Ella, de jovencita, una vez terminada la guerra, había trabajado en el Servicio
de Defensa del Patrimonio Artístico Nacional, una institución franquista de
recuperación de joyas y tesoros artísticos de familias adineradas que habían
sido expoliadas por los republicanos. “Jura por Dios y por su honor reconocer
como de su absoluta propiedad”, era la fórmula para entregar bajo palabra desde
una cubertería de plata a un Velázquez a quienquiera que afirmase ser propiedad
de su familia. Y ella recordaba a dos marquesas tirándose de los pelos, delante
de los asombrados funcionarios, por un collar de perlas que afirmaban
pertenecer al respectivo patrimonio familiar de cada una, expoliado por los
rojos.
También recuerdo, de mi época de
estudiante en la Complutense – cosa de la edad, que siempre le está dando a la
moviola o feedback, que dicen ahora – que el profesor de Estética Filosófica
nos invitó a los alumnos a su casa. Yo me negué a ir porque, por aquellas fechas,
yo era muy rojo y no quería bailarle el agua a aquel reaccionario. Pues bien,
mis compañeros me contaros que tenía pinturas de mucho valor, incluso un Goya,
fruto de la desamortización franquista. Lo cual, si se mira con los ojos de la
época, era una especie de justicia poética entregar a un catedrático de
Estética bienes culturales que había incautado la horda marxista.
Todo lo cual viene al caso porque
ponerse a descolonizar el patrimonio nacional en nombre del buenismo
anticolonialista va a ser como desañudar el nudo gordiano de la propiedad de
los objetos culturales, descontextualizándolos de los museos donde ahora se conservan.

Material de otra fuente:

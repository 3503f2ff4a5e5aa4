use leptos::prelude::*;
use mesa_frontend::App;

// Use lol_alloc as the global allocator for smaller WASM size
#[cfg(target_arch = "wasm32")]
use lol_alloc::{AssumeSingleThreaded, FreeListAllocator};

#[cfg(target_arch = "wasm32")]
#[global_allocator]
static ALLOCATOR: AssumeSingleThreaded<FreeListAllocator> =
    unsafe { AssumeSingleThreaded::new(FreeListAllocator::new()) };

pub fn main() {
    console_error_panic_hook::set_once();
    mount_to_body(App);
}
//! API gateway client.
//!
//! Every outbound call attaches the bearer token when the session holds one,
//! and every failure is normalized exactly once into [`ApiError`]; pages
//! never see raw transport errors. A 401 from any endpoint forces a logout
//! (the only error with a state side effect) before the caller gets its
//! `Err`; the router then redirects to the login page.

use crate::auth::{AuthContext, logout};
use gloo_net::http::{Request, RequestBuilder, Response};
use leptos::prelude::*;
use mesa_shared::protocol::{LoginRequest, LoginResponse};
use mesa_shared::{Address, Menu, Order, Restaurant};
use serde::Serialize;
use serde::de::DeserializeOwned;

/// Same-origin proxy prefix, as served by the hosting layer.
pub const API_BASE: &str = "/api";

const FALLBACK_MESSAGE: &str = "The request failed. Please try again.";

/// Uniform shape all API failures are converted to at this boundary.
#[derive(Debug, Clone, PartialEq)]
pub struct ApiError {
    pub message: String,
    pub status: Option<u16>,
    pub data: Option<serde_json::Value>,
}

impl ApiError {
    fn transport(err: gloo_net::Error) -> Self {
        Self {
            message: err.to_string(),
            status: None,
            data: None,
        }
    }
}

impl std::fmt::Display for ApiError {
    fn fmt(&self, f: &mut std::fmt::Formatter<'_>) -> std::fmt::Result {
        match self.status {
            Some(status) => write!(f, "{} (status {})", self.message, status),
            None => write!(f, "{}", self.message),
        }
    }
}

impl std::error::Error for ApiError {}

/// Builds the normalized error for a non-2xx response. The server's
/// `{message}` payload is surfaced verbatim when it parses; any JSON body
/// is kept in `data`.
fn normalize_error(status: u16, body: &str) -> ApiError {
    let data: Option<serde_json::Value> = serde_json::from_str(body).ok();
    let message = data
        .as_ref()
        .and_then(|v| v.get("message"))
        .and_then(|m| m.as_str())
        .map(str::to_string)
        .unwrap_or_else(|| FALLBACK_MESSAGE.to_string());

    ApiError {
        message,
        status: Some(status),
        data,
    }
}

/// Classifies a failed response: the normalized error the caller will see,
/// and whether the session must be terminated first. Only a 401 terminates
/// the session; every other status is reported and nothing else changes.
fn classify_failure(status: u16, body: &str) -> (ApiError, bool) {
    (normalize_error(status, body), status == 401)
}

#[derive(Clone, Copy)]
pub struct MesaApi {
    auth: AuthContext,
}

impl MesaApi {
    pub fn new(auth: AuthContext) -> Self {
        Self { auth }
    }

    fn url(path: &str) -> String {
        format!("{API_BASE}{path}")
    }

    /// Bearer header when a token is present; unauthenticated otherwise,
    /// leaving the server as the final arbiter.
    fn authorize(&self, builder: RequestBuilder) -> RequestBuilder {
        let session = self.auth.state.get_untracked();
        match session.token() {
            Some(token) => builder.header("Authorization", &format!("Bearer {token}")),
            None => builder,
        }
    }

    async fn handle<T: DeserializeOwned>(&self, response: Response) -> Result<T, ApiError> {
        let status = response.status();
        if response.ok() {
            return response.json::<T>().await.map_err(ApiError::transport);
        }

        let body = response.text().await.unwrap_or_default();
        let (err, terminate_session) = classify_failure(status, &body);
        if terminate_session {
            // Token cleared first, redirect issued by the router's auth
            // effect, then the caller sees the rejection.
            logout(&self.auth);
        }
        Err(err)
    }

    async fn get<T: DeserializeOwned>(&self, path: &str) -> Result<T, ApiError> {
        let response = self
            .authorize(Request::get(&Self::url(path)))
            .send()
            .await
            .map_err(ApiError::transport)?;
        self.handle(response).await
    }

    async fn send_json<B, T>(&self, builder: RequestBuilder, body: &B) -> Result<T, ApiError>
    where
        B: Serialize,
        T: DeserializeOwned,
    {
        let response = self
            .authorize(builder)
            .header("Content-Type", "application/json")
            .json(body)
            .map_err(ApiError::transport)?
            .send()
            .await
            .map_err(ApiError::transport)?;
        self.handle(response).await
    }

    async fn post<B, T>(&self, path: &str, body: &B) -> Result<T, ApiError>
    where
        B: Serialize,
        T: DeserializeOwned,
    {
        self.send_json(Request::post(&Self::url(path)), body).await
    }

    async fn put<B, T>(&self, path: &str, body: &B) -> Result<T, ApiError>
    where
        B: Serialize,
        T: DeserializeOwned,
    {
        self.send_json(Request::put(&Self::url(path)), body).await
    }

    // --- auth ---

    pub async fn login(&self, credentials: &LoginRequest) -> Result<LoginResponse, ApiError> {
        self.post("/auth/login", credentials).await
    }

    // --- restaurants ---

    pub async fn get_restaurants(&self) -> Result<Vec<Restaurant>, ApiError> {
        self.get("/restaurants").await
    }

    pub async fn create_restaurant(&self, restaurant: &Restaurant) -> Result<Restaurant, ApiError> {
        self.post("/restaurants", restaurant).await
    }

    pub async fn update_restaurant(
        &self,
        id: i64,
        restaurant: &Restaurant,
    ) -> Result<Restaurant, ApiError> {
        self.put(&format!("/restaurants/{id}"), restaurant).await
    }

    /// Profile of the authenticated restaurant; backs the settings page.
    pub async fn get_restaurant_profile(&self) -> Result<Restaurant, ApiError> {
        self.get("/restaurants/profile").await
    }

    // --- menus ---

    pub async fn get_menus(&self) -> Result<Vec<Menu>, ApiError> {
        self.get("/menus").await
    }

    pub async fn create_menu(&self, menu: &Menu) -> Result<Menu, ApiError> {
        self.post("/menus", menu).await
    }

    pub async fn update_menu(&self, id: i64, menu: &Menu) -> Result<Menu, ApiError> {
        self.put(&format!("/menus/{id}"), menu).await
    }

    // --- orders ---

    pub async fn get_orders(&self) -> Result<Vec<Order>, ApiError> {
        self.get("/orders").await
    }

    pub async fn create_order(&self, order: &Order) -> Result<Order, ApiError> {
        self.post("/orders", order).await
    }

    pub async fn update_order(&self, id: i64, order: &Order) -> Result<Order, ApiError> {
        self.put(&format!("/orders/{id}"), order).await
    }

    // --- addresses ---
    // Part of the API surface; no dashboard page drives these yet.

    #[allow(dead_code)]
    pub async fn get_addresses(&self) -> Result<Vec<Address>, ApiError> {
        self.get("/addresses").await
    }

    #[allow(dead_code)]
    pub async fn create_address(&self, address: &Address) -> Result<Address, ApiError> {
        self.post("/addresses", address).await
    }

    #[allow(dead_code)]
    pub async fn update_address(&self, id: i64, address: &Address) -> Result<Address, ApiError> {
        self.put(&format!("/addresses/{id}"), address).await
    }
}

#[cfg(test)]
mod tests {
    use super::*;

    #[test]
    fn server_message_is_surfaced_verbatim() {
        let err = normalize_error(400, r#"{"message":"name must not be empty"}"#);
        assert_eq!(err.message, "name must not be empty");
        assert_eq!(err.status, Some(400));
        assert_eq!(err.data.unwrap()["message"], "name must not be empty");
    }

    #[test]
    fn non_json_bodies_fall_back_to_the_generic_message() {
        let err = normalize_error(502, "<html>bad gateway</html>");
        assert_eq!(err.message, FALLBACK_MESSAGE);
        assert_eq!(err.status, Some(502));
        assert_eq!(err.data, None);
    }

    #[test]
    fn json_without_a_message_keeps_the_payload_in_data() {
        let err = normalize_error(403, r#"{"code":"FORBIDDEN"}"#);
        assert_eq!(err.message, FALLBACK_MESSAGE);
        assert_eq!(err.data.unwrap()["code"], "FORBIDDEN");
    }

    #[test]
    fn only_a_401_terminates_the_session() {
        let (err, terminate) = classify_failure(401, r#"{"message":"Token expired"}"#);
        assert!(terminate);
        // The caller still gets the normalized rejection after the logout.
        assert_eq!(err.message, "Token expired");
        assert_eq!(err.status, Some(401));
    }

    #[test]
    fn other_failures_leave_the_session_alone() {
        for status in [400, 403, 404, 422, 500, 502] {
            let (err, terminate) = classify_failure(status, r#"{"message":"rejected"}"#);
            assert!(!terminate, "status {status} must not force a logout");
            assert_eq!(err.status, Some(status));
        }
    }

    #[test]
    fn display_includes_the_status_when_known() {
        let err = normalize_error(404, r#"{"message":"Menu not found"}"#);
        assert_eq!(err.to_string(), "Menu not found (status 404)");

        let transport = ApiError {
            message: "connection refused".to_string(),
            status: None,
            data: None,
        };
        assert_eq!(transport.to_string(), "connection refused");
    }
}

Eso sin entrar a desentrañar la oculta intención de expoliar el patrimonio
nacional para vaciar de contenido uno de los sostenes del estado-nación, como
es su identidad cultural. Táctica muy socorrida en caso de conflicto bélico.
Recuérdese el bombardeo de la biblioteca de Móstar, o el incendio de Persépolis
por Alejandro Magno. Solo que ahora se puede hacer con sutileza política,
mientras el pueblo soberano se toma sus cervecitas y observa, casi sin darse
cuenta, cómo se ceden competencias patrimonio del poder central para el trapicheo
de votos.
Pero eso son aguas profundas por
las que este jubilata no puede sumergirse a pulmón libre, pero piensa en ello
mientras lee las cosas de la prensa. Y saca sus lecciones.